Years of fighting between local governments, the Legislature and ride-sharing companies such as Uber and Lyft could soon come to an end.

Lawmakers have sent to Gov. Rick Scott legislation that would prohibit local government from regulating the companies. Instead, the companies would need to meet statewide insurance and background check standards only.

The vote was unanimous in the House and nearly so in the Senate.

“This strikes the right balance of regulation and making sure that there’s plenty of access for Floridians,” said Sen. Jeff Brandes, R-St. Petersburg, who has sponsored the legislation in the Senate for the last four years.

Uber and Lyft have argued that being subjected to different rules in all 67 counties and more than 400 cities and towns made it hard to do business.

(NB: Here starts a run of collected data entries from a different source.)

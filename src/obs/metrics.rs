// self
use crate::obs::{CacheOutcome, FlowKind, FlowOutcome};

/// Records a flow outcome via the global metrics recorder (when enabled).
pub fn record_flow_outcome(kind: FlowKind, outcome: FlowOutcome) {
	#[cfg(feature = "metrics")]
	{
		metrics::counter!(
			"ratelimit_broker_flow_total",
			"flow" => kind.as_str(),
			"outcome" => outcome.as_str()
		)
		.increment(1);
	}

	#[cfg(not(feature = "metrics"))]
	{
		let _ = (kind, outcome);
	}
}

/// Records how a namespace cache lookup was served (when enabled).
pub fn record_cache_lookup(outcome: CacheOutcome) {
	#[cfg(feature = "metrics")]
	{
		metrics::counter!("ratelimit_broker_cache_total", "outcome" => outcome.as_str())
			.increment(1);
	}

	#[cfg(not(feature = "metrics"))]
	{
		let _ = outcome;
	}
}
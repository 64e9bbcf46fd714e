#![cfg(feature = "test")]

// std
use std::time::Duration as StdDuration;
// self
use ratelimit_broker::{
	_preludet::*,
	auth::WorkspaceId,
	cache::{CachedNamespace, NamespaceCache},
	config::CacheConfig,
	namespace::Namespace,
	store::{MemoryStore, NamespaceStore},
};

fn workspace_id() -> WorkspaceId {
	workspace("ws_cache_it")
}

fn cache(config: CacheConfig) -> (NamespaceCache, Arc<MemoryStore>) {
	let store = Arc::new(MemoryStore::default());
	let store_dyn: Arc<dyn NamespaceStore> = store.clone();

	(NamespaceCache::new(config, store_dyn), store)
}

async fn wait_for_reads(store: &MemoryStore, expected: u64) {
	for _ in 0..100 {
		if store.reads() >= expected {
			return;
		}

		tokio::time::sleep(StdDuration::from_millis(5)).await;
	}
}

#[tokio::test(flavor = "multi_thread", worker_threads = 2)]
async fn stale_entries_are_served_while_refreshing() {
	let (cache, store) = cache(CacheConfig { fresh_ms: 0, stale_ms: 60_000, max_entries: 16 });
	let mut namespace = Namespace::new(workspace_id(), "api", OffsetDateTime::now_utc());

	store.seed(namespace.clone());

	let first = cache
		.resolve(&workspace_id(), "api")
		.await
		.expect("Resolve should succeed.")
		.expect("Seeded namespace should exist.");

	assert!(first.updated_at.is_none());

	namespace.updated_at = Some(OffsetDateTime::now_utc());
	store.seed(namespace);

	let stale = cache
		.resolve(&workspace_id(), "api")
		.await
		.expect("Resolve should succeed.")
		.expect("Stale namespace should be served.");

	assert!(stale.updated_at.is_none(), "The stale copy is served immediately.");
	assert_eq!(cache.metrics().stale_hits(), 1);

	wait_for_reads(&store, 2).await;
	tokio::time::sleep(StdDuration::from_millis(20)).await;

	let refreshed =
		cache.peek(&workspace_id(), "api").expect("Refreshed entry should be cached.");

	assert!(matches!(
		refreshed.value,
		CachedNamespace::Found(ref row) if row.updated_at.is_some()
	));
}

#[tokio::test]
async fn negative_entries_hide_new_rows_until_they_expire() {
	let (cache, store) = cache(CacheConfig { fresh_ms: 50, stale_ms: 0, max_entries: 16 });

	assert!(cache.resolve(&workspace_id(), "late").await.expect("Resolve works.").is_none());

	store.seed(Namespace::new(workspace_id(), "late", OffsetDateTime::now_utc()));

	assert!(
		cache.resolve(&workspace_id(), "late").await.expect("Resolve works.").is_none(),
		"A fresh negative entry is served without a read."
	);
	assert_eq!(store.reads(), 1);

	tokio::time::sleep(StdDuration::from_millis(80)).await;

	assert!(cache.resolve(&workspace_id(), "late").await.expect("Resolve works.").is_some());
	assert_eq!(store.reads(), 2);
}

#[tokio::test(flavor = "multi_thread", worker_threads = 4)]
async fn concurrent_misses_share_one_read() {
	let (cache, store) = cache(CacheConfig::default());

	store.seed(Namespace::new(workspace_id(), "hot", OffsetDateTime::now_utc()));

	let mut handles = Vec::new();

	for _ in 0..8 {
		let cache = cache.clone();

		handles.push(tokio::spawn(async move {
			cache.resolve(&workspace_id(), "hot").await.map(|found| found.map(|row| row.id.clone()))
		}));
	}

	let mut ids = HashSet::new();

	for handle in handles {
		let id = handle
			.await
			.expect("Resolve task should not panic.")
			.expect("Resolve should succeed.")
			.expect("Seeded namespace should exist.");

		ids.insert(id);
	}

	assert_eq!(ids.len(), 1);
	assert_eq!(store.reads(), 1);
}

#[tokio::test]
async fn batch_resolution_uses_one_read_and_caches_both_keys() {
	let (cache, store) = cache(CacheConfig::default());
	let a = Namespace::new(workspace_id(), "a", OffsetDateTime::now_utc());

	store.seed(a.clone());

	let keys = ["a".to_string(), "missing".to_string(), "a".to_string()];
	let found = cache.resolve_many(&workspace_id(), &keys).await.expect("Batch resolve works.");

	assert_eq!(found.len(), 1);
	assert_eq!(store.reads(), 1);

	let again = cache
		.resolve_many(&workspace_id(), &[a.id.to_string(), "missing".to_string()])
		.await
		.expect("Batch resolve works.");

	assert_eq!(again.get(a.id.as_ref()).map(|row| row.name.clone()), Some("a".to_string()));
	assert_eq!(store.reads(), 1, "ID and negative entries must be served from the cache.");
	assert_eq!(cache.metrics().loads(), 1);
}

“We go from a patchwork of local regulations that were in conflict to each other to a statewide regime that provides harmony, stability and certainty for riders and drivers alike,” said Colin Tooze, spokesman for Uber.

With the news of the law passing, Tooze refused to say what, if any, expansion Uber plans in the state.

Scott’s office has not yet signaled whether he will sign it.

Taxicab companies have fought against standardizing regulations statewide for ride-sharing companies they compete with, saying that they hold Uber and Lyft to different standards than other vehicles for hire. Historically, local governments have been allowed to regulate taxi and limo services.

“Obviously we remain concerned about the lack of a level playing field,” said Yellow Cab Co. of Tampa owner Louis Minardi, who is also president of the taxicab trade group the Florida Taxicab Association.

The bill’s passage Wednesday ends years of infighting among lawmakers, particularly in the Senate, where leaders were reluctant to preempt local governments on ride-sharing.

This year, the taxis’ lobbying efforts fizzled.

Opposition among legislators also was hard to find. The only no vote in either chamber was Appropriations Chairman Jack Latvala, R-Clearwater.

Asked by the Times/Herald if he would talk about his opposition Wednesday, he rushed off the Senate floor and said, gruffly: “No.”

If signed by Scott, the law would require ride-sharing companies to have $1 million in insurance coverage whenever their drivers were engaged in a ride, as well as heightened requirements when logged into their smartphone apps but not driving a passenger.

Additionally, there would be statewide standards for background checks.

Brandes said it is also a step forward in what he views as the long-term future of transportation: a network of driverless cars run by ride-sharing companies.

For Uber drivers, the move settles uncertainty in some jurisdictions, including Key West and Broward and Hillsborough counties, which at varying times in recent years banned Uber and Lyft or ticketed their drivers.

Under the bill, regulation of ride-sharing would fall to the Florida Department of Financial Services.

The bill will also pave the way for ride-sharing firms to capture more airport and cruise industry business.

Airport and port authorities would be able to negotiate deals with ridesharing firms to charge pickup fees similar to those already paid by taxicab firms.

Uber already does that in Miami and West Palm Beach where it pays $2.50 for every passenger its drivers pick up.